*** Input Section Begins ***

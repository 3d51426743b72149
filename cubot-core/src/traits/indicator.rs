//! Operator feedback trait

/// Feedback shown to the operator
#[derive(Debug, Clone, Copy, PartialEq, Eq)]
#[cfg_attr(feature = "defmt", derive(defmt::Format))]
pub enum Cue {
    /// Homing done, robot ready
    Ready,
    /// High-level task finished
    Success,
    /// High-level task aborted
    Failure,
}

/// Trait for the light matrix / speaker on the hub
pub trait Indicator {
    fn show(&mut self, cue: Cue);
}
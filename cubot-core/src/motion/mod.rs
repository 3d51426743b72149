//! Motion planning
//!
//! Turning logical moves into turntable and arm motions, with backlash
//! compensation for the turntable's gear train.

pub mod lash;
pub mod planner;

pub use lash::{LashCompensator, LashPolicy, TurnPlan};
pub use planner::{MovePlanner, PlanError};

*** Input Section Ends ***

Please give all the lines above again, exactly as they read.

- Answer to this task
repository 3d51426743b72149
filename cubot-core/src/traits/indicator.rs
//! Operator feedback trait

/// Feedback shown to the operator
#[derive(Debug, Clone, Copy, PartialEq, Eq)]
#[cfg_attr(feature = "defmt", derive(defmt::Format))]
pub enum Cue {
    /// Homing done, robot ready
    Ready,
    /// High-level task finished
    Success,
    /// High-level task aborted
    Failure,
}

/// Trait for the light matrix / speaker on the hub
pub trait Indicator {
    fn show(&mut self, cue: Cue);
}
filename cubot-core/src/motion/mod.rs
repository 3d51426743b72149
//! Motion planning
//!
//! Turning logical moves into turntable and arm motions, with backlash
//! compensation for the turntable's gear train.

pub mod lash;
pub mod planner;

pub use lash::{LashCompensator, LashPolicy, TurnPlan};
pub use planner::{MovePlanner, PlanError};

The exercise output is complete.